Some ethnic deportations, e.g., of Poles after 1939 from annexed territories of what is now Western Belarus and Western Ukraine (but was then Eastern Poland), were also justified by political/social reasons.

A number of religions, most prominent being Jehovah's Witnesses, were declared anti-Soviet, and their members deported.

The wholesale removal of potentially trouble-making ethnic groups was a technique used consistently by Joseph Stalin during his career: Poles (1934), Koreans (1937), Ukrainians, Jews, Romanians (1939-1941 and 1944-1953) Lithuanians, Latvians, Estonians (1940-1941 and 1945-1949), Volga Germans (1941), Balkars, Chechens, Ingushs (1944), Kalmyks (1944), Meskhetian Turks (1944), and Crimean Tatars (18 May 1944). Large numbers of kulaks regardless their nationality were resettled to Siberia and Central Asia.

In the years during World War II particularly in 1943-44, the Soviet government conducted a series of deportations. 1.9 million people were deported to Siberia and the Central Asian republics. Treasonous collaboration with the invading Germans and anti-Soviet rebellion were the reasons for these deportations. Out of approximately 183,000 Crimean Tatars, 20,000 or 10% of the entire population served in German battalions.[1]

The deportations started with Poles from Belarus, Ukraine and European Russia (see Polish minority in Soviet Union) 1932-1936. Koreans in the Russian Far East were deported in 1937. Volga Germans and seven (overwhelmingly Turkic or non-Slavic) nationalities of the Crimea and the northern Caucasus were deported: the Crimean Tatars, Kalmyks, Chechens, Ingush, Balkars, Karachays, and Meskhetian Turks. Other minorities evicted from the Black Sea coastal region included Bulgarians, Greeks, and Armenians. From the newly conquered Eastern Poland 400,000 people were deported. The same followed in the Baltic republics of Latvia, Lithuania and Estonia (over 200,000 people were deported). Likewise, Romanians from Chernivtsi Oblast and Moldova had been deported in great numbers which range from 200.000 to 400.000. According to the last census in Russia and Kazakhstan, there are 20,000 Romanians in the latter while at least 180,000 exist in the former. The overwhelming majority of these deportees successfully made their trip to Central Asia. For example, out of 225,000 deported Crimeans, 193,000 or 86% were located in their appropriate settlements in October 1946. [1]

After World War II, the population of the Kaliningrad Oblast was replaced by the Soviet one, mainly by Russians.

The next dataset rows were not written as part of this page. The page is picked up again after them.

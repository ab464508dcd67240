//! CLI: declarations → model document, and model → validation of JSON inputs.
use std::path::{Path, PathBuf};
use std::process::ExitCode;

use anyhow::{Context, Result, bail};
use clap::{Args, Parser, Subcommand};
use colored::Colorize;
use tracing::debug;

use shapegen::oracle::Declaration;
use shapegen::{
    BuildOptions, ModelDocument, ModuleOracle, Validators, build_models, envelope, path_de,
};

// ————————————————————————————————————————————————————————————————————————————
// TYPES
// ————————————————————————————————————————————————————————————————————————————

/// compile type declarations into structural models and validate JSON against them
#[derive(Parser, Debug)]
#[command(name = "shapegen", version)]
pub struct CommandLineInterface {
    #[command(subcommand)]
    cmd: Command,
}

#[derive(Subcommand, Debug)]
enum Command {
    /// build a model document from a declarations module
    Model(ModelOut),
    /// validate JSON documents against a root type
    Check(CheckRun),
}

#[derive(Args, Debug, Clone)]
struct BuildSettings {
    /// maximum nesting of anonymous type syntax
    #[arg(long, default_value_t = BuildOptions::default().max_depth)]
    max_depth: usize,
}

#[derive(Args, Debug, Clone)]
#[group(required = true, multiple = false)]
struct ModelSource {
    /// declarations module (.json) to build from
    #[arg(long)]
    module: Option<PathBuf>,

    /// previously built model document (.json)
    #[arg(long)]
    model: Option<PathBuf>,
}

#[derive(Args, Debug, Clone)]
struct InputSettings {
    /// treat input as newline-delimited JSON (NDJSON)
    #[arg(long, default_value_t = false)]
    ndjson: bool,

    /// One or more inputs. May be literal paths or quoted glob patterns
    #[arg(long, short, num_args = 1.., required = true)]
    input: Vec<String>,
}

#[derive(clap::Parser, Debug)]
struct ModelOut {
    /// declarations module (.json)
    #[arg(long)]
    module: PathBuf,

    /// root declarations to build (every non-generic declaration if omitted)
    #[arg(long)]
    root: Vec<String>,

    #[command(flatten)]
    build: BuildSettings,

    /// output .json file (stdout if omitted)
    #[arg(short, long)]
    out: Option<PathBuf>,
}

#[derive(clap::Parser, Debug)]
struct CheckRun {
    #[command(flatten)]
    source: ModelSource,

    /// root type: a declaration name, or with --model any canonical name
    /// (e.g. `Page<string>`)
    #[arg(long)]
    root: String,

    #[command(flatten)]
    build: BuildSettings,

    #[command(flatten)]
    input_settings: InputSettings,

    /// print one result envelope per document instead of a report
    #[arg(long)]
    json: bool,
}

/// One JSON document plus where it came from.
struct Document {
    label: String,
    value: serde_json::Value,
}

// ————————————————————————————————————————————————————————————————————————————
// IMPLEMENTATION
// ————————————————————————————————————————————————————————————————————————————

impl CommandLineInterface {
    pub fn load() -> Self {
        Self::parse()
    }

    pub fn run(&self) -> Result<ExitCode> {
        match &self.cmd {
            Command::Model(target) => target.run(),
            Command::Check(target) => target.run(),
        }
    }
}

impl BuildSettings {
    fn options(&self) -> BuildOptions {
        BuildOptions { max_depth: self.max_depth }
    }
}

impl ModelOut {
    fn run(&self) -> Result<ExitCode> {
        // 1) load declarations
        let oracle = load_module(&self.module)?;
        let roots = if self.root.is_empty() { default_roots(&oracle) } else { self.root.clone() };
        debug!(roots = roots.len(), "building model document");

        // 2) build
        let doc = build_models(&oracle, &roots, self.build.options())?;

        // 3) emit
        let src = serde_json::to_string_pretty(&doc)?;
        match self.out.as_ref() {
            Some(out) => {
                if let Some(parent) = out.parent() {
                    std::fs::create_dir_all(parent)
                        .with_context(|| format!("creating {}", parent.display()))?;
                }
                std::fs::write(out, &src).with_context(|| format!("writing {}", out.display()))?;
            }
            None => println!("{src}"),
        }
        Ok(ExitCode::SUCCESS)
    }
}

impl CheckRun {
    fn run(&self) -> Result<ExitCode> {
        // 1) validators
        let doc = match (&self.source.module, &self.source.model) {
            (Some(module), _) => {
                let oracle = load_module(module)?;
                build_models(&oracle, std::slice::from_ref(&self.root), self.build.options())?
            }
            (None, Some(model)) => {
                let src = read(model)?;
                path_de::from_str_with_path::<ModelDocument>(&src)
                    .with_context(|| format!("loading model document {}", model.display()))?
            }
            (None, None) => bail!("either --module or --model is required"),
        };
        let validators = Validators::from_document(&doc)?;
        let validator = validators
            .validator(&self.root)
            .with_context(|| format!("no type named `{}` in the model document", self.root))?;

        // 2) validate every input
        let mut failed = 0usize;
        let mut total = 0usize;
        for document in self.input_settings.load()? {
            total += 1;
            let result = validator.parse(&document.value.into());
            if result.is_err() {
                failed += 1;
            }
            if self.json {
                println!("{}", envelope(&result));
                continue;
            }
            match &result {
                Ok(_) => println!("{} {}", "ok".green().bold(), document.label),
                Err(failure) => {
                    println!("{} {}", "FAIL".red().bold(), document.label);
                    for line in failure.to_string().lines() {
                        println!("    {line}");
                    }
                }
            }
        }

        // 3) summary
        if !self.json {
            let summary = format!("{failed} of {total} documents failed");
            if failed == 0 {
                eprintln!("{}", summary.green())
            } else {
                eprintln!("{}", summary.red())
            }
        }
        Ok(if failed == 0 { ExitCode::SUCCESS } else { ExitCode::FAILURE })
    }
}

impl InputSettings {
    fn load(&self) -> Result<Vec<Document>> {
        let mut out = Vec::new();
        for source_path in resolve_file_path_patterns(&self.input)? {
            let source_path_str = source_path.to_string_lossy().to_string();
            let source = read(&source_path)?;
            if self.ndjson {
                for (line_no, line) in source.lines().enumerate() {
                    if line.trim().is_empty() {
                        continue;
                    }
                    let value = serde_json::from_str(line)
                        .with_context(|| format!("parsing {source_path_str}:{}", line_no + 1))?;
                    let label = format!("{source_path_str}:{}", line_no + 1);
                    out.push(Document { label, value });
                }
            } else {
                let value = serde_json::from_str(&source)
                    .with_context(|| format!("parsing JSON source file {source_path_str}"))?;
                out.push(Document { label: source_path_str, value });
            }
        }
        Ok(out)
    }
}

// ————————————————————————————————————————————————————————————————————————————
// INTERNAL HELPERS
// ————————————————————————————————————————————————————————————————————————————

fn read(path: &Path) -> Result<String> {
    std::fs::read_to_string(path).with_context(|| format!("reading {}", path.display()))
}

fn load_module(path: &Path) -> Result<ModuleOracle> {
    let src = read(path)?;
    ModuleOracle::from_json_str(&src)
        .with_context(|| format!("loading declarations module {}", path.display()))
}

/// Declarations that can be built without type arguments.
fn default_roots(oracle: &ModuleOracle) -> Vec<String> {
    oracle
        .declarations()
        .filter(|decl| {
            matches!(decl, Declaration::Interface(_) | Declaration::Alias(_) | Declaration::Enum(_))
        })
        .filter(|decl| decl.type_params().is_empty())
        .map(|decl| decl.name().to_string())
        .collect()
}

fn resolve_file_path_patterns<I>(patterns: I) -> Result<Vec<PathBuf>>
where
    I: IntoIterator,
    I::Item: AsRef<str>,
{
    fn has_glob_chars(s: &str) -> bool {
        s.bytes().any(|b| matches!(b, b'*' | b'?' | b'['))
    }

    let mut out = Vec::<PathBuf>::new();
    for raw in patterns {
        let pattern = raw.as_ref();
        if !has_glob_chars(pattern) {
            out.push(PathBuf::from(pattern));
            continue;
        }
        let mut matched_any = false;
        let entries =
            glob::glob(pattern).with_context(|| format!("invalid glob pattern {pattern}"))?;
        for entry in entries {
            out.push(entry?);
            matched_any = true;
        }
        if !matched_any {
            // an explicit glob that matches nothing is almost always a typo
            bail!("glob pattern matched no files: {pattern}");
        }
    }
    Ok(out)
}
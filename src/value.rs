//! Untyped runtime data. A JSON value plus the three things JSON cannot say:
//! "absent" (`Undefined`), normalized dates and big integers.
use chrono::{DateTime, SecondsFormat, Utc};
use indexmap::IndexMap;
use num_bigint::BigInt;

#[derive(Debug, Clone, PartialEq, Default)]
pub enum Value {
    #[default]
    Undefined,
    Null,
    Bool(bool),
    Number(f64),
    String(String),
    BigInt(BigInt),
    Date(DateTime<Utc>),
    Array(Vec<Value>),
    Object(IndexMap<String, Value>),
}

pub(crate) static UNDEFINED: Value = Value::Undefined;

impl Value {
    /// Member lookup where a missing key reads as `Undefined`.
    pub fn get(&self, key: &str) -> &Value {
        match self {
            Value::Object(map) => map.get(key).unwrap_or(&UNDEFINED),
            _ => &UNDEFINED,
        }
    }

    pub fn is_undefined(&self) -> bool {
        matches!(self, Value::Undefined)
    }

    /// Name of the runtime kind, for error messages.
    pub fn kind(&self) -> &'static str {
        match self {
            Value::Undefined => "undefined",
            Value::Null => "null",
            Value::Bool(_) => "boolean",
            Value::Number(_) => "number",
            Value::String(_) => "string",
            Value::BigInt(_) => "bigint",
            Value::Date(_) => "date",
            Value::Array(_) => "array",
            Value::Object(_) => "object",
        }
    }

    /// Render as JSON: dates as ISO strings, big integers as decimal strings,
    /// `Undefined` members dropped and `Undefined` array slots as `null`.
    pub fn to_json(&self) -> serde_json::Value {
        use serde_json::Value as J;
        match self {
            Value::Undefined | Value::Null => J::Null,
            Value::Bool(b) => J::Bool(*b),
            Value::Number(n) => {
                let integral = n.fract() == 0.0 && n.abs() < 9.0e15;
                if integral {
                    J::from(*n as i64)
                } else {
                    serde_json::Number::from_f64(*n).map(J::Number).unwrap_or(J::Null)
                }
            }
            Value::String(s) => J::String(s.clone()),
            Value::BigInt(n) => J::String(n.to_string()),
            Value::Date(d) => J::String(format_date(d)),
            Value::Array(xs) => J::Array(xs.iter().map(Value::to_json).collect()),
            Value::Object(map) => J::Object(
                map.iter()
                    .filter(|(_, v)| !v.is_undefined())
                    .map(|(k, v)| (k.clone(), v.to_json()))
                    .collect(),
            ),
        }
    }
}

/// `2024-01-02T03:04:05.678Z`
pub fn format_date(date: &DateTime<Utc>) -> String {
    date.to_rfc3339_opts(SecondsFormat::Millis, true)
}

impl From<serde_json::Value> for Value {
    fn from(value: serde_json::Value) -> Self {
        use serde_json::Value as J;
        match value {
            J::Null => Value::Null,
            J::Bool(b) => Value::Bool(b),
            J::Number(n) => Value::Number(n.as_f64().unwrap_or(f64::NAN)),
            J::String(s) => Value::String(s),
            J::Array(xs) => Value::Array(xs.into_iter().map(Value::from).collect()),
            J::Object(map) => {
                Value::Object(map.into_iter().map(|(k, v)| (k, Value::from(v))).collect())
            }
        }
    }
}

impl From<&serde_json::Value> for Value {
    fn from(value: &serde_json::Value) -> Self {
        Value::from(value.clone())
    }
}

impl From<&str> for Value {
    fn from(s: &str) -> Self {
        Value::String(s.to_string())
    }
}

impl From<f64> for Value {
    fn from(n: f64) -> Self {
        Value::Number(n)
    }
}

impl From<bool> for Value {
    fn from(b: bool) -> Self {
        Value::Bool(b)
    }
}

#[cfg(test)]
mod tests {
    use super::*;
    use chrono::TimeZone;
    use pretty_assertions::assert_eq;
    use serde_json::json;

    #[test]
    fn json_conversion_keeps_member_order() {
        let v = Value::from(json!({"b": 1, "a": [true, null]}));
        let Value::Object(map) = &v else { panic!("expected an object") };
        assert_eq!(map.keys().collect::<Vec<_>>(), vec!["b", "a"]);
        assert_eq!(v.to_json(), json!({"b": 1, "a": [true, null]}));
    }

    #[test]
    fn missing_members_read_as_undefined() {
        let v = Value::from(json!({"xs": [1]}));
        assert!(v.get("nope").is_undefined());
        assert!(Value::Null.get("a").is_undefined());
    }

    #[test]
    fn normalized_values_render_as_strings() {
        let date = Utc.with_ymd_and_hms(2024, 1, 2, 3, 4, 5).unwrap();
        let v = Value::Object(IndexMap::from([
            ("at".to_string(), Value::Date(date)),
            ("big".to_string(), Value::BigInt(BigInt::from(12345678901234567890u64))),
            ("gone".to_string(), Value::Undefined),
        ]));
        assert_eq!(
            v.to_json(),
            json!({"at": "2024-01-02T03:04:05.000Z", "big": "12345678901234567890"})
        );
    }
}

In February 1956, Nikita Khrushchev in his speech On the Personality Cult and its Consequences condemned the deportations as a violation of Leninist principles, asserting that the Ukrainians avoided such a fate "only because there were too many of them and there was no place to which to deport them." His government reversed most of Stalin's deportations, although it was not until as late as 1991 that the Crimean Tatars, Meskhs and Volga Germans were allowed to return en masse to their homelands. The deportations had a profound effect on the non-Russian peoples of the Soviet Union and they are still a major political issue - the memory of the deportations played a major part in the separatist movements in Chechnya and the Baltic republics.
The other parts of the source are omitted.